Standards and Guidelines for the Interpretation and Reporting of Sequence Variants in Cancer: A Joint Consensus Recommendation of the Association for Molecular Pathology, American Society of Clinical Oncology, and College of American Pathologists.
[The ACMG/CGC 2019 guidelines ](https://www.ncbi.nlm.nih.gov/pubmed/31138931)
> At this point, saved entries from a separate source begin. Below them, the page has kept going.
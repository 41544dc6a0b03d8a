//! Server error types.

use std::io;
use std::path::PathBuf;

use roombook_core::{CoreError, TracingError};
use thiserror::Error;

/// Result type for server operations.
pub type ServerResult<T> = Result<T, ServerError>;

/// Errors that stop the server from starting or running.
#[derive(Debug, Error)]
pub enum ServerError {
    /// IO error (socket, file, etc.).
    #[error("IO error: {0}")]
    Io(#[from] io::Error),

    /// Configuration error.
    #[error("Configuration error: {0}")]
    Config(#[from] ConfigError),

    /// Room registry rejected the configured rooms.
    #[error("Invalid room registry: {0}")]
    Registry(#[from] CoreError),

    #[error("Logging setup failed: {0}")]
    Tracing(#[from] TracingError),

    /// Listen address already taken or not bindable.
    #[error("Cannot listen on {addr}: {source}")]
    Bind {
        addr: String,
        #[source]
        source: io::Error,
    },
}

impl ServerError {
    pub fn bind(addr: impl Into<String>, source: io::Error) -> Self {
        Self::Bind {
            addr: addr.into(),
            source,
        }
    }
}

/// Errors loading or validating the configuration file.
#[derive(Debug, Error)]
pub enum ConfigError {
    #[error("config file not found: {}", .0.display())]
    NotFound(PathBuf),

    #[error("failed to read {}: {source}", path.display())]
    Read {
        path: PathBuf,
        #[source]
        source: io::Error,
    },

    #[error("failed to parse {}: {source}", path.display())]
    Parse {
        path: PathBuf,
        #[source]
        source: toml::de::Error,
    },

    /// A value is present but unusable.
    #[error("invalid value for {field}: {reason}")]
    Invalid { field: &'static str, reason: String },
}

impl ConfigError {
    pub fn invalid(field: &'static str, reason: impl Into<String>) -> Self {
        Self::Invalid {
            field,
            reason: reason.into(),
        }
    }
}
Mikhail FM, et al. Technical laboratory standards for interpretation and reporting of acquired copy-number abnormalities and copy-neutral loss of heterozygosity in neoplastic disorders: a joint consensus recommendation from the American College of Medical Genetics and Genomics (ACMG) and the Cancer Genomics Consortium (CGC). Genet Med. 2019 Sep;21(9):1903-1916. doi: 10.1038/s41436-019-0545-7.
## Acknowledges
Thanks to all who provided bug reports.